In 2003, the city announced its goal to achieve net zero emissions by 2020, and there is a huge push to increase renewable energy use even sooner. With 78% of the municipality’s greenhouse gas emissions generated by existing buildings, Melbourne has focused its energy (literally) on renovating and retrofitting old buildings to become increasingly energy efficient.
This effort has been supported by programs like the 1200 Buildings retrofit program, the commercial office program CitySwitch, and the residential apartment program Smart Blocks, in which the city provides building owners and tenants access to financial incentives and grants to help existing buildings increase their uptake of energy efficiency and renewable energy solutions.
Since 2010, the owners of more than 540 commercial office buildings in Melbourne have retrofitted to improve energy and water efficiency.
One of the most impressive examples to date is the renovation of the fourth tallest building in Australia: 101 Collins. Since it was built in the 1990s, the owners wanted to improve sustainability in the building, specifically in regards to energy efficiency, leading to an installation of 180 photovoltaic solar panels on the 56th floor of the building. It’s the largest and tallest private commercial solar PV installation in Melbourne.
The panels generate 47,000 kWh of electricity per year, or more than the annual amount of electricity used in more than 12 houses. This sustainable building also has LED and motion sensor lighting, new high efficiency VSD chillers, an upgraded BMS, and double glazed windows with surface coated tempered glass to increase thermal efficiency.
Over the last decade, Seattle has been ranked the fastest growing big city in the U.S., a title that does not immediately suggest that the Pacific Northwest city is one of the most sustainable cities across the globe. However, Seattle reached “peak emissions” in 2008, and emissions have been on a downward trend ever since the city committed to creating a more eco-friendly environment, according to Seattle’s Environmental Progress Report 2017.
Seattle aims to reduce total core greenhouse gas emissions 58% by 2030 and become carbon neutral by 2050, with a 91% reduction in passenger vehicle and building energy emissions, compared with their 2008 emission levels, all while the population continues to increase. The result is an explosion of green development to keep things in the balance.

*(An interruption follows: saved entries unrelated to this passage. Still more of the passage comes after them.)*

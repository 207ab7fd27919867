use serde::{Deserialize, Serialize};

use crate::constants::DEFAULT_ELEVATED_RATIO;
use crate::error::{Error, Result};

/// Severity of one reading relative to its regulatory limit.
#[derive(Clone, Copy, Debug, PartialEq, Eq, PartialOrd, Ord, Hash, Serialize, Deserialize)]
pub enum SeverityTier {
    Safe,
    Elevated,
    Exceeded,
}

impl SeverityTier {
    pub fn as_str(self) -> &'static str {
        match self {
            SeverityTier::Safe => "Safe",
            SeverityTier::Elevated => "Elevated",
            SeverityTier::Exceeded => "Exceeded",
        }
    }
}

/// Maps a (value, limit) pair to a [`SeverityTier`].
///
/// A metric without a configured limit is always `Safe`: a missing
/// regulation is never rendered as a violation. Callers that need to tell
/// "no limit" apart still have the `None` limit on the series entry.
#[derive(Clone, Copy, Debug, PartialEq)]
pub struct Classifier {
    elevated_ratio: f64,
}

impl Classifier {
    /// `elevated_ratio` is the fraction of the limit above which a reading
    /// becomes `Elevated`; it must lie strictly between 0 and 1.
    pub fn new(elevated_ratio: f64) -> Result<Self> {
        if elevated_ratio.is_finite() && elevated_ratio > 0.0 && elevated_ratio < 1.0 {
            Ok(Classifier { elevated_ratio })
        } else {
            Err(Error::InvalidRatio(elevated_ratio))
        }
    }

    pub fn elevated_ratio(&self) -> f64 {
        self.elevated_ratio
    }

    pub fn classify(&self, value: f64, limit: Option<f64>) -> SeverityTier {
        let Some(limit) = limit else {
            return SeverityTier::Safe;
        };
        if value > limit {
            SeverityTier::Exceeded
        } else if value > self.elevated_ratio * limit {
            SeverityTier::Elevated
        } else {
            SeverityTier::Safe
        }
    }
}

impl Default for Classifier {
    fn default() -> Self {
        Classifier {
            elevated_ratio: DEFAULT_ELEVATED_RATIO,
        }
    }
}

/// Classify with the default elevated ratio.
pub fn classify(value: f64, limit: Option<f64>) -> SeverityTier {
    Classifier::default().classify(value, limit)
}
use crate::classify::SeverityTier;

/// Color for a tier: green, amber, red.
pub fn tier_color(tier: SeverityTier) -> &'static str {
    match tier {
        SeverityTier::Safe => "#22c55e",
        SeverityTier::Elevated => "#eab308",
        SeverityTier::Exceeded => "#ef4444",
    }
}

/// CSS class applied to table cells and legend swatches.
pub fn tier_class(tier: SeverityTier) -> &'static str {
    match tier {
        SeverityTier::Safe => "tier-safe",
        SeverityTier::Elevated => "tier-elevated",
        SeverityTier::Exceeded => "tier-exceeded",
    }
}

/// Categorical color for the i-th slice of a pie chart; cycles every 8.
pub fn series_color(i: usize) -> &'static str {
    const PALETTE: [&str; 8] = [
        "#3b82f6", // blue
        "#22c55e", // green
        "#f97316", // orange
        "#eab308", // amber
        "#8b5cf6", // violet
        "#f43f5e", // rose
        "#14b8a6", // teal
        "#facc15", // yellow
    ];
    PALETTE[i % PALETTE.len()]
}

pub const CURRENT_FILL: &str = "rgba(59,130,246,0.7)";
pub const CURRENT_LINE: &str = "rgba(59,130,246,0.8)";
pub const CURRENT_AREA: &str = "rgba(59,130,246,0.3)";
pub const CURRENT_RADAR_FILL: &str = "rgba(59,130,246,0.2)";
pub const LIMIT_FILL: &str = "rgba(34,197,94,0.7)";
pub const LIMIT_LINE: &str = "rgba(34,197,94,0.8)";
pub const LIMIT_AREA: &str = "rgba(34,197,94,0.3)";
pub const LIMIT_RADAR_FILL: &str = "rgba(34,197,94,0.2)";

One project that exemplifies the development expansion in Seattle is the 208,000-square-foot technology office space called NorthEdge, home to the data visualization company, Tableau. The building itself is stacked along the grade of its hillslope, with the hillside acting as a watershed with underground water heading to nearby Lake Union, so maintaining the integrity of the watershed was a vital part of the design.
The LEED Silver–certified design mainly focused on water and water management, with a 57% reduction in landscaping use and a 35% reduction in potable water use.
While the buildings of major companies often steal the spotlight in Seattle, green design is booming all over the city, even in places that have historically struggled with economic and gang-related challenges, such as the Central Tacoma and Hilltop neighborhoods where Bates Technical College built a LEED Gold–certified technology center.
The sustainable features of the Bates College Advanced Technology Center include a green roof that captures rainwater runoff, while a ground source heat exchanger and heat recovery from the server tower offer an estimated 35% reduction in energy use, saving nearly $25,000. Irrigation and domestic water use reduction features also save hundreds of gallons of water each year.